YOUR ASSIGNMENT:
Find every line below with the word "instead" in it, and copy each one.
----
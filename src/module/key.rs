//! Canonical module keys.
//!
//! A key is the normalized identity of a module. Documents are keyed by their
//! uri; import specifiers are resolved against the importing module's key.

use percent_encoding::{utf8_percent_encode, AsciiSet, NON_ALPHANUMERIC};
use tower_lsp::lsp_types::Url;

/// Namespace holding declarations for bare (package) specifiers.
pub const TYPES_NAMESPACE: &str = "file:///node_modules/@types/";

/// Characters `encodeURIComponent` leaves alone.
const COMPONENT: &AsciiSet = &NON_ALPHANUMERIC
    .remove(b'-')
    .remove(b'_')
    .remove(b'.')
    .remove(b'!')
    .remove(b'~')
    .remove(b'*')
    .remove(b'\'')
    .remove(b'(')
    .remove(b')');

pub fn is_relative(specifier: &str) -> bool {
    ["./", ".\\", "../", "..\\"]
        .iter()
        .any(|prefix| specifier.starts_with(prefix))
}

/// Whether the last path segment of a specifier has a file extension.
pub fn has_extension(specifier: &str) -> bool {
    let name = specifier.rsplit(['/', '\\']).next().unwrap_or(specifier);
    name.find('.').is_some_and(|i| i >= 1)
}

/// Key of an open document.
pub fn document_key(uri: &Url) -> String {
    uri.to_string()
}

/// Resolve `specifier` imported from the module keyed `importer`.
///
/// Relative and rooted specifiers are joined to the importer's directory with
/// `.`/`..` segments normalized. Absolute urls are kept. Anything else is a
/// package name and maps into [`TYPES_NAMESPACE`].
pub fn module_key(specifier: &str, importer: &str) -> Option<String> {
    let specifier = specifier.trim();
    if specifier.is_empty() {
        return None;
    }
    if is_relative(specifier) || specifier.starts_with('/') {
        let base = Url::parse(importer).ok()?;
        return base
            .join(&specifier.replace('\\', "/"))
            .ok()
            .map(|url| url.to_string());
    }
    if let Ok(url) = Url::parse(specifier) {
        return Some(url.to_string());
    }
    Some(format!("{TYPES_NAMESPACE}{specifier}/index.d.ts"))
}

/// Percent-encoded form of a key, when it differs from the key.
///
/// Declarations are published under both forms so either spelling resolves.
pub fn encoded_alias(key: &str) -> Option<String> {
    let encoded = utf8_percent_encode(key, COMPONENT).to_string();
    (encoded != key).then_some(encoded)
}
//! Error types for the HTML language server.

use thiserror::Error;

/// Errors surfaced by fallible public APIs.
///
/// Scan anomalies and script parse failures never show up here: they degrade
/// to a best-effort region list and a missing AST respectively.
#[derive(Error, Debug)]
pub enum Error {
    #[error("I/O error: {0}")]
    Io(#[from] std::io::Error),

    #[error("failed to parse settings: {0}")]
    Settings(#[from] toml::de::Error),

    #[error("invalid pattern '{pattern}': {source}")]
    InvalidPattern {
        pattern: String,
        #[source]
        source: regex::Error,
    },

    #[error("invalid settings: {0}")]
    InvalidSettings(String),

    #[error("invalid uri '{0}'")]
    InvalidUri(String),

    #[error("failed to load module '{key}': {reason}")]
    Load { key: String, reason: String },
}

pub type Result<T> = std::result::Result<T, Error>;

impl Error {
    pub(crate) fn load(key: &str, reason: impl Into<String>) -> Self {
        Error::Load {
            key: key.to_string(),
            reason: reason.into(),
        }
    }
}
//! Handlers for the custom requests, independent of the transport.

use crate::document::LanguageRange;
use crate::session::{Session, VirtualDocument};

use super::protocol::{
    EmbeddedDocumentParams, LanguageAtParams, LanguageAtResult, LanguageRangesParams,
    VirtualDocumentParams,
};

pub fn embedded_document(session: &Session, params: &EmbeddedDocumentParams) -> Option<String> {
    session.embedded_document(
        &params.uri,
        &params.language_id,
        params.ignore_attribute_values,
    )
}

pub fn language_at(session: &Session, params: &LanguageAtParams) -> Option<LanguageAtResult> {
    let regions = session.project(&params.uri)?;
    let offset = regions.line_index().offset_at_clamped(params.position);
    Some(match regions.region_at(offset) {
        Some(region) => LanguageAtResult {
            language_id: region.language_id.clone(),
            role: Some(region.role),
        },
        None => LanguageAtResult {
            language_id: Some(regions.host_language().to_string()),
            role: None,
        },
    })
}

pub fn language_ranges(
    session: &Session,
    params: &LanguageRangesParams,
) -> Option<Vec<LanguageRange>> {
    let regions = session.project(&params.uri)?;
    Some(match params.range {
        Some(range) => regions.language_ranges(range),
        None => regions.all_language_ranges(),
    })
}

impl From<VirtualDocument> for VirtualDocumentParams {
    fn from(doc: VirtualDocument) -> Self {
        Self {
            uri: doc.uri,
            host_uri: doc.host,
            language_id: doc.language_id,
            version: doc.version,
            text: doc.text,
        }
    }
}
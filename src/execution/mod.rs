//! Pipeline execution engine

pub mod classifier;
pub mod error;
pub mod interrupt;
pub mod orchestrator;
pub mod report;
pub mod runner;

pub use classifier::{classify, ReportAction};
pub use error::{ExecutionError, INTERRUPTED_EXIT_CODE, SPAWN_FAILED_EXIT_CODE};
pub use interrupt::{Interrupt, InterruptTrigger};
pub use orchestrator::{PipelineOrchestrator, PipelineOutcome};
pub use report::{DisplayGuard, NoSuggestions, Reporter, SilentReporter, Suggester};
pub use runner::{
    ExecOptions, ExecutionResult, ExitState, OutputMode, ProcessRunner, SpawnRequest, Spawner,
    SystemSpawner,
};
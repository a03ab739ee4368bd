//! Process runner - runs one external command and maps its outcome

use crate::{
    core::step::{command_line, Step},
    execution::{
        error::ExecutionError,
        interrupt::Interrupt,
        report::{DisplayGuard, Reporter},
    },
};
use async_trait::async_trait;
use std::path::{Path, PathBuf};
use std::process::{ExitStatus, Stdio};
use std::sync::Arc;
use tokio::process::Command;
use tracing::{debug, info};

/// How a single command should be run
#[derive(Debug, Clone, Copy, Default, PartialEq, Eq)]
pub struct ExecOptions {
    /// Buffer stdout/stderr instead of streaming them to the terminal
    pub capture_output: bool,

    /// Hand the terminal to the child (no capture, no overlay)
    pub interactive: bool,

    /// Print the command instead of running it
    pub dry_run: bool,

    /// Show the spinner and progress events while the command runs
    pub show_progress: bool,
}

impl ExecOptions {
    /// Captured with progress feedback
    pub fn captured() -> Self {
        Self {
            capture_output: true,
            show_progress: true,
            ..Default::default()
        }
    }

    /// Straight to the terminal
    pub fn interactive() -> Self {
        Self {
            interactive: true,
            ..Default::default()
        }
    }

    /// Options for running `step`, as decided when it was built
    pub fn for_step(step: &Step, dry_run: bool) -> Self {
        let interactive = step.is_interactive();
        Self {
            capture_output: step.capture_output && !interactive,
            interactive,
            dry_run,
            show_progress: step.show_progress && !interactive,
        }
    }

    pub fn with_dry_run(mut self, dry_run: bool) -> Self {
        self.dry_run = dry_run;
        self
    }
}

/// Whether a process actually ran
#[derive(Debug, Clone, Copy, PartialEq, Eq)]
pub enum ExitState {
    /// The process exited with status 0
    Success,
    /// Nothing was spawned (empty command or dry run)
    NoOp,
}

/// Result of a command that did not fail
#[derive(Debug, Clone, PartialEq, Eq)]
pub struct ExecutionResult {
    pub exit: ExitState,
    pub stdout: Vec<u8>,
    pub stderr: Vec<u8>,
}

impl ExecutionResult {
    pub fn success(stdout: Vec<u8>, stderr: Vec<u8>) -> Self {
        Self {
            exit: ExitState::Success,
            stdout,
            stderr,
        }
    }

    pub fn noop() -> Self {
        Self {
            exit: ExitState::NoOp,
            stdout: Vec::new(),
            stderr: Vec::new(),
        }
    }

    pub fn is_noop(&self) -> bool {
        self.exit == ExitState::NoOp
    }

    pub fn stdout_text(&self) -> String {
        String::from_utf8_lossy(&self.stdout).into_owned()
    }
}

/// Where a spawned process writes its output
#[derive(Debug, Clone, Copy, PartialEq, Eq)]
pub enum OutputMode {
    /// Piped and returned in the result
    Capture,
    /// Inherited from this process
    Inherit,
}

/// Everything needed to start one process
#[derive(Debug, Clone, Copy)]
pub struct SpawnRequest<'a> {
    pub program: &'a str,
    pub args: &'a [String],
    pub cwd: &'a Path,
    pub output: OutputMode,
}

impl SpawnRequest<'_> {
    pub fn command_line(&self) -> String {
        let mut parts = Vec::with_capacity(self.args.len() + 1);
        parts.push(self.program.to_string());
        parts.extend(self.args.iter().cloned());
        command_line(&parts)
    }
}

/// Starts a process and waits for it to exit.
///
/// Dropping the returned future must stop the process.
#[async_trait]
pub trait Spawner: Send + Sync {
    async fn spawn(&self, request: SpawnRequest<'_>) -> Result<ExecutionResult, ExecutionError>;
}

/// Spawns real processes with `tokio::process`
#[derive(Debug, Clone, Copy, Default)]
pub struct SystemSpawner;

#[async_trait]
impl Spawner for SystemSpawner {
    async fn spawn(&self, request: SpawnRequest<'_>) -> Result<ExecutionResult, ExecutionError> {
        let command_line = request.command_line();
        debug!("Spawning `{}` in {}", command_line, request.cwd.display());

        let mut command = Command::new(request.program);
        command
            .args(request.args)
            .current_dir(request.cwd)
            .kill_on_drop(true);

        let spawned = match request.output {
            OutputMode::Capture => command.output().await,
            OutputMode::Inherit => command
                .stdin(Stdio::inherit())
                .stdout(Stdio::inherit())
                .stderr(Stdio::inherit())
                .status()
                .await
                .map(|status| std::process::Output {
                    status,
                    stdout: Vec::new(),
                    stderr: Vec::new(),
                }),
        };

        let output = spawned.map_err(|source| ExecutionError::Spawn {
            command: command_line.clone(),
            source,
        })?;

        if killed_by_interrupt(&output.status) {
            return Err(ExecutionError::Interrupted);
        }

        if output.status.success() {
            debug!("`{}` exited successfully", command_line);
            return Ok(ExecutionResult::success(output.stdout, output.stderr));
        }

        let exit_code = exit_code_of(&output.status);
        debug!("`{}` exited with code {}", command_line, exit_code);
        Err(ExecutionError::Failed {
            command: command_line,
            exit_code,
            stdout: output.stdout,
            stderr: output.stderr,
        })
    }
}

#[cfg(unix)]
const SIGINT: i32 = 2;

#[cfg(unix)]
fn killed_by_interrupt(status: &ExitStatus) -> bool {
    use std::os::unix::process::ExitStatusExt;
    status.signal() == Some(SIGINT)
}

#[cfg(not(unix))]
fn killed_by_interrupt(_status: &ExitStatus) -> bool {
    false
}

fn exit_code_of(status: &ExitStatus) -> i32 {
    if let Some(code) = status.code() {
        return code;
    }
    #[cfg(unix)]
    {
        use std::os::unix::process::ExitStatusExt;
        if let Some(signal) = status.signal() {
            return 128 + signal;
        }
    }
    1
}

/// Runs commands for the pipeline.
///
/// Handles dry runs, the interactive/captured split, the spinner, and
/// cancellation; the actual process start goes through the [`Spawner`].
pub struct ProcessRunner<S> {
    spawner: S,
    reporter: Arc<dyn Reporter>,
    interrupt: Interrupt,
    cwd: PathBuf,
}

impl<S: Spawner> ProcessRunner<S> {
    pub fn new(spawner: S, reporter: Arc<dyn Reporter>, interrupt: Interrupt, cwd: PathBuf) -> Self {
        Self {
            spawner,
            reporter,
            interrupt,
            cwd,
        }
    }

    pub fn spawner(&self) -> &S {
        &self.spawner
    }

    /// Whether the user has asked to stop
    pub fn is_interrupted(&self) -> bool {
        self.interrupt.is_raised()
    }

    /// Run one command.
    ///
    /// An empty command or a dry run returns a no-op result without
    /// spawning. A non-zero exit is returned as [`ExecutionError::Failed`];
    /// deciding what that means for the pipeline is up to the caller.
    pub async fn execute(
        &self,
        command: &[String],
        options: ExecOptions,
    ) -> Result<ExecutionResult, ExecutionError> {
        let Some((program, args)) = command.split_first() else {
            return Ok(ExecutionResult::noop());
        };
        let command_line = command_line(command);

        if options.dry_run {
            self.reporter.report_command(&command_line);
            return Ok(ExecutionResult::noop());
        }

        if self.interrupt.is_raised() {
            return Err(ExecutionError::Interrupted);
        }

        self.reporter.report_info("running command:");
        self.reporter.report_command(&format!("$ {}", command_line));

        if options.interactive {
            info!("Running `{}` interactively", command_line);
            let request = SpawnRequest {
                program,
                args,
                cwd: &self.cwd,
                output: OutputMode::Inherit,
            };
            let _terminal = self.reporter.release_terminal();
            return self.spawn_interruptible(request).await;
        }

        let output = if options.capture_output {
            OutputMode::Capture
        } else {
            OutputMode::Inherit
        };
        // Streamed output would be garbled by the spinner
        let progress = options.show_progress && options.capture_output;

        let mut display = if progress {
            self.reporter.report_progress(0.1);
            self.reporter.start_spinner(&spinner_message(command, &command_line))
        } else if output == OutputMode::Inherit {
            self.reporter.release_terminal()
        } else {
            DisplayGuard::inactive()
        };

        let request = SpawnRequest {
            program,
            args,
            cwd: &self.cwd,
            output,
        };
        let result = self.spawn_interruptible(request).await;
        display.stop();

        if progress && result.is_ok() {
            self.reporter.report_progress(0.5);
            self.reporter.report_progress(1.0);
        }

        result
    }

    async fn spawn_interruptible(
        &self,
        request: SpawnRequest<'_>,
    ) -> Result<ExecutionResult, ExecutionError> {
        tokio::select! {
            biased;
            _ = self.interrupt.raised() => {
                info!("Interrupted while running `{}`", request.command_line());
                Err(ExecutionError::Interrupted)
            }
            result = self.spawner.spawn(request) => result,
        }
    }
}

fn spinner_message(command: &[String], command_line: &str) -> String {
    if command.get(1).map(String::as_str) == Some("commit") {
        "committing...".to_string()
    } else {
        format!("executing {}...", command_line)
    }
}
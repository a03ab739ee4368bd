//! Step policy - which steps run and with what command

use crate::core::{
    config::{CommitParams, Configuration},
    step::{Step, StepKind},
};

fn git(args: &[&str]) -> Vec<String> {
    std::iter::once("git")
        .chain(args.iter().copied())
        .map(String::from)
        .collect()
}

/// Build the ordered list of steps for a run.
///
/// The order is always status, submodules, stash, pull, stage, diff, commit,
/// push; the configuration only decides which of them are present. Stage and
/// commit are always included.
pub fn build_steps(config: &Configuration) -> Vec<Step> {
    let mut steps = Vec::new();

    if config.include_status {
        steps.push(Step::new(StepKind::Status, git(&["status"])).without_progress());
    }

    if config.include_submodule_update {
        steps.push(Step::new(
            StepKind::Submodules,
            git(&["submodule", "update", "--init", "--recursive"]),
        ));
    }

    if config.include_stash {
        steps.push(Step::new(StepKind::Stash, git(&["stash"])));
    }

    if config.wants_pull() {
        steps.push(Step::new(StepKind::Pull, pull_command(config)));
    }

    steps.push(Step::new(StepKind::Stage, stage_command(config)));

    if config.include_diff {
        steps.push(
            Step::new(StepKind::Diff, git(&["diff", "--staged"]))
                .advisory()
                .streamed()
                .without_progress(),
        );
    }

    steps.push(Step::new(StepKind::Commit, commit_command(&config.commit)));

    if let Some(command) = push_command(config) {
        steps.push(Step::new(StepKind::Push, command));
    }

    steps
}

fn pull_command(config: &Configuration) -> Vec<String> {
    let mut command = git(&["pull"]);
    if config.no_rebase {
        command.push("--no-rebase".to_string());
    }
    command
}

fn stage_command(config: &Configuration) -> Vec<String> {
    let mut command = git(&["add"]);
    if config.stage_paths.is_empty() {
        command.push(".".to_string());
    } else {
        command.extend(config.stage_paths.iter().cloned());
    }
    if config.verbose && !config.quiet {
        command.push("--verbose".to_string());
    }
    command
}

/// `git commit` with the configured message, or bare to open the editor
pub fn commit_command(params: &CommitParams) -> Vec<String> {
    let mut command = git(&["commit"]);
    if params.amend {
        command.push("--amend".to_string());
    }
    if params.no_verify {
        command.push("--no-verify".to_string());
    }
    if let Some(message) = &params.message {
        command.push("-m".to_string());
        command.push(message.clone());
    }
    command
}

fn push_command(config: &Configuration) -> Option<Vec<String>> {
    if config.skip_push {
        return None;
    }
    let target = config.push_target.as_ref()?;
    if target.remote.is_empty() || target.branch.is_empty() {
        return None;
    }
    let mut command = git(&["push"]);
    command.push(target.remote.clone());
    command.push(target.branch.clone());
    Some(command)
}
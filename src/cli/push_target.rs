//! Working out where the push step should go
//!
//! Anything not given on the command line or in the settings file is read
//! from the repository with read-only git queries. If the remote or the
//! branch cannot be determined the push step is left out.

use crate::core::PushTarget;
use std::path::Path;
use std::process::Stdio;
use tokio::process::Command;
use tracing::debug;

/// Remote and branch requested by the user, if any
#[derive(Debug, Clone, Default, PartialEq, Eq)]
pub struct PushPreference {
    pub remote: Option<String>,
    pub branch: Option<String>,
}

/// Fill in the missing parts of `preference` from the repository at `cwd`
pub async fn resolve(cwd: &Path, preference: &PushPreference) -> Option<PushTarget> {
    let branch = match &preference.branch {
        Some(branch) => branch.clone(),
        None => {
            let head = git_stdout(cwd, &["symbolic-ref", "--short", "-q", "HEAD"]).await?;
            parse_branch(&head)?
        }
    };

    let remote = match &preference.remote {
        Some(remote) => remote.clone(),
        None => match upstream_remote(cwd, &branch).await {
            Some(remote) => remote,
            None => parse_first_remote(&git_stdout(cwd, &["remote"]).await?)?,
        },
    };

    debug!("Push target: {} {}", remote, branch);
    Some(PushTarget::new(remote, branch))
}

async fn upstream_remote(cwd: &Path, branch: &str) -> Option<String> {
    let key = format!("branch.{}.remote", branch);
    let output = git_stdout(cwd, &["config", &key]).await?;
    parse_first_remote(&output)
}

/// Current branch from `git symbolic-ref --short -q HEAD`.
///
/// Works before the first commit; a detached `HEAD` makes git exit
/// non-zero, so it never gets here.
pub fn parse_branch(output: &str) -> Option<String> {
    match output.trim() {
        "" => None,
        branch => Some(branch.to_string()),
    }
}

/// First remote listed by `git remote`
pub fn parse_first_remote(output: &str) -> Option<String> {
    output
        .lines()
        .map(str::trim)
        .find(|line| !line.is_empty())
        .map(str::to_string)
}

async fn git_stdout(cwd: &Path, args: &[&str]) -> Option<String> {
    let output = Command::new("git")
        .args(args)
        .current_dir(cwd)
        .stdin(Stdio::null())
        .output()
        .await;

    match output {
        Ok(output) if output.status.success() => {
            Some(String::from_utf8_lossy(&output.stdout).into_owned())
        }
        Ok(output) => {
            debug!("git {} exited with {}", args.join(" "), output.status);
            None
        }
        Err(e) => {
            debug!("Failed to run git {}: {}", args.join(" "), e);
            None
        }
    }
}
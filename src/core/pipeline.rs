//! Pipeline domain model

use crate::core::{
    config::Configuration,
    policy::build_steps,
    state::StepState,
    step::{Step, StepKind},
};

/// The ordered steps of one run
#[derive(Debug, Clone)]
pub struct Pipeline {
    pub steps: Vec<Step>,
}

impl Pipeline {
    /// Create a pipeline from configuration
    pub fn from_config(config: &Configuration) -> Self {
        Self {
            steps: build_steps(config),
        }
    }

    pub fn len(&self) -> usize {
        self.steps.len()
    }

    pub fn is_empty(&self) -> bool {
        self.steps.is_empty()
    }

    /// Get a step by kind
    pub fn step(&self, kind: StepKind) -> Option<&Step> {
        self.steps.iter().find(|s| s.kind == kind)
    }

    /// Display names in execution order
    pub fn step_names(&self) -> Vec<&'static str> {
        self.steps.iter().map(Step::name).collect()
    }

    /// Steps that ran to completion, in order
    pub fn completed_steps(&self) -> Vec<StepKind> {
        self.steps
            .iter()
            .filter(|s| s.state == StepState::Completed)
            .map(|s| s.kind)
            .collect()
    }

    /// Steps that failed, in order
    pub fn failed_steps(&self) -> Vec<StepKind> {
        self.steps
            .iter()
            .filter(|s| matches!(s.state, StepState::Failed { .. }))
            .map(|s| s.kind)
            .collect()
    }
}
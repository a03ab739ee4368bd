//! Test: Success Chain - every step succeeds

use crate::helpers::*;
use meow::core::{Configuration, PushTarget, StepKind, StepState};

/// Status, stage and commit with pushing switched off
#[tokio::test]
async fn test_status_stage_commit() {
    let config = Configuration {
        include_status: true,
        ..committing("fix")
    };

    let result = run_pipeline(&config, ScriptedSpawner::new()).await;

    assert_pipeline_completed(&result);
    assert_spawned(&result, &["status", "add", "commit"]);
    assert_eq!(result.outcome.state.completed_steps, 3);
    assert_eq!(result.outcome.state.total_steps, 3);
    assert_eq!(result.outcome.state.failed_steps, 0);
    assert_eq!(
        result.events.first(),
        Some(&Event::PipelineStarted(vec![
            "status check".to_string(),
            "stage changes".to_string(),
            "commit changes".to_string(),
        ]))
    );
    assert_eq!(
        result.pipeline.completed_steps(),
        vec![StepKind::Status, StepKind::Stage, StepKind::Commit]
    );
}

/// Every optional step switched on runs in the fixed order
#[tokio::test]
async fn test_full_pipeline_order() {
    let config = Configuration {
        include_status: true,
        include_submodule_update: true,
        include_stash: true,
        no_rebase: true,
        include_diff: true,
        skip_push: false,
        push_target: Some(PushTarget::new("origin", "main")),
        ..committing("release")
    };

    let result = run_pipeline(&config, ScriptedSpawner::new()).await;

    assert_pipeline_completed(&result);
    assert_spawned(
        &result,
        &["status", "submodule", "stash", "pull", "add", "diff", "commit", "push"],
    );
    assert_eq!(
        result.call("pull").unwrap().command,
        vec!["git", "pull", "--no-rebase"]
    );
    assert_eq!(
        result.call("push").unwrap().command,
        vec!["git", "push", "origin", "main"]
    );
    // diff never counts as completed
    assert_eq!(result.outcome.state.total_steps, 8);
    assert_eq!(result.outcome.state.completed_steps, 7);
    assert!(result
        .pipeline
        .steps
        .iter()
        .all(|s| s.state == StepState::Completed));
}

/// Each step is announced with its command before it runs
#[tokio::test]
async fn test_steps_announce_commands() {
    let config = Configuration {
        stage_paths: vec!["src/main.rs".to_string(), "notes 2.txt".to_string()],
        ..committing("fix typo")
    };

    let result = run_pipeline(&config, ScriptedSpawner::new()).await;

    assert_pipeline_completed(&result);
    assert_eq!(
        result.commands(),
        vec![
            "$ git add src/main.rs \"notes 2.txt\"",
            "$ git commit -m \"fix typo\"",
        ]
    );
    assert_eq!(
        result.count(&Event::Info("running command:".to_string())),
        2
    );
    assert_eq!(
        result.count(&Event::Success("completed successfully".to_string())),
        2
    );
    assert_eq!(
        result.events.last(),
        Some(&Event::PipelineFinished(meow::core::PipelineStatus::Completed))
    );
}

/// Recognised output is summarised and the commit message is not echoed
#[tokio::test]
async fn test_output_is_classified() {
    let config = Configuration {
        skip_push: false,
        push_target: Some(PushTarget::new("origin", "main")),
        ..committing("fix typo")
    };
    let spawner = ScriptedSpawner::new()
        .output("commit", "[main 1a2b3c4] fix typo\n 1 file changed, 1 insertion(+)\n")
        .output("push", "Everything up-to-date\n");

    let result = run_pipeline(&config, spawner).await;

    assert_pipeline_completed(&result);
    let infos = result.infos();
    assert!(infos.contains(&"everything up-to-date"));
    assert!(!infos.iter().any(|i| i.contains("fix typo")));
}

/// File creation summaries are shown line by line
#[tokio::test]
async fn test_create_mode_lines_are_shown() {
    let spawner = ScriptedSpawner::new().output(
        "commit",
        "[main 9f8e7d6] add cats\n 2 files changed\n create mode 100644 cat.txt\n",
    );

    let result = run_pipeline(&committing("add cats"), spawner).await;

    assert_pipeline_completed(&result);
    assert!(result
        .events
        .contains(&Event::Output(" create mode 100644 cat.txt".to_string())));
    assert!(result
        .events
        .contains(&Event::Output("[main 9f8e7d6] add cats".to_string())));
}

/// Verbose mode passes output through untouched
#[tokio::test]
async fn test_verbose_passes_output_through() {
    let config = Configuration {
        verbose: true,
        ..committing("fix")
    };
    let spawner = ScriptedSpawner::new().output("add", "add 'src/lib.rs'\n");

    let result = run_pipeline(&config, spawner).await;

    assert_eq!(
        result.call("add").unwrap().command,
        vec!["git", "add", ".", "--verbose"]
    );
    assert!(result
        .events
        .contains(&Event::Output("add 'src/lib.rs'".to_string())));
}

/// The spinner is stopped before the step's result is reported
#[tokio::test]
async fn test_spinner_stops_before_result() {
    let result = run_pipeline(&committing("fix"), ScriptedSpawner::new()).await;

    let started = result
        .events
        .iter()
        .filter(|e| matches!(e, Event::SpinnerStarted(_)))
        .count();
    assert_eq!(started, 2);
    assert_eq!(result.count(&Event::SpinnerStopped), 2);

    let stopped_at = result
        .events
        .iter()
        .position(|e| *e == Event::SpinnerStopped)
        .unwrap();
    let success_at = result
        .events
        .iter()
        .position(|e| matches!(e, Event::Success(_)))
        .unwrap();
    assert!(stopped_at < success_at);

    assert!(result
        .events
        .contains(&Event::SpinnerStarted("committing...".to_string())));
    assert!(result
        .events
        .contains(&Event::SpinnerStarted("executing git add ....".to_string())));
}

/// Progress moves through each captured command
#[tokio::test]
async fn test_progress_events() {
    let result = run_pipeline(&committing("fix"), ScriptedSpawner::new()).await;

    let progress: Vec<f64> = result
        .events
        .iter()
        .filter_map(|e| match e {
            Event::Progress(p) => Some(*p),
            _ => None,
        })
        .collect();
    assert_eq!(progress, vec![0.1, 0.5, 1.0, 0.1, 0.5, 1.0]);
    assert!(result.events.contains(&Event::StepsAdvanced {
        completed: 2,
        total: 2
    }));
}
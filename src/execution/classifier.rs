//! Output classifier - decides which tool output is worth showing

/// Output longer than this is only shown in verbose mode
const SHORT_OUTPUT_LIMIT: usize = 200;

/// What to do with a command's captured output
#[derive(Debug, Clone, PartialEq, Eq)]
pub enum ReportAction {
    /// Nothing to show
    Suppress,
    /// Full passthrough (verbose mode)
    EmitVerbose(String),
    /// One short status message
    EmitStatus(String),
    /// Several lines, shown one by one
    EmitLines(Vec<String>),
}

/// Classify captured output.
///
/// Verbose mode passes everything through. Otherwise only recognised signals
/// (already up to date, nothing to commit, created/deleted files) and short
/// messages that don't just echo `known_message` back are surfaced.
pub fn classify(output: &str, known_message: Option<&str>, verbose: bool) -> ReportAction {
    let output = output.trim();
    if output.is_empty() {
        return ReportAction::Suppress;
    }

    if verbose {
        return ReportAction::EmitVerbose(output.to_string());
    }

    if output.contains("Everything up-to-date") {
        return ReportAction::EmitStatus("everything up-to-date".to_string());
    }

    if output.contains("nothing to commit") {
        return ReportAction::EmitStatus("nothing to commit".to_string());
    }

    if output.contains("create mode") || output.contains("delete mode") {
        return ReportAction::EmitLines(output.lines().map(str::to_string).collect());
    }

    if output.chars().count() < SHORT_OUTPUT_LIMIT && !echoes_message(output, known_message) {
        return ReportAction::EmitStatus(output.to_string());
    }

    ReportAction::Suppress
}

// `git commit` prints "[main 1a2b3c4] <message>"
fn echoes_message(output: &str, known_message: Option<&str>) -> bool {
    match known_message.map(str::trim) {
        Some(message) if !message.is_empty() => output == message || output.contains(message),
        _ => false,
    }
}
----
YOUR SOLUTION:
    /// Buffer stdout/stderr instead of streaming them to the terminal
    /// Print the command instead of running it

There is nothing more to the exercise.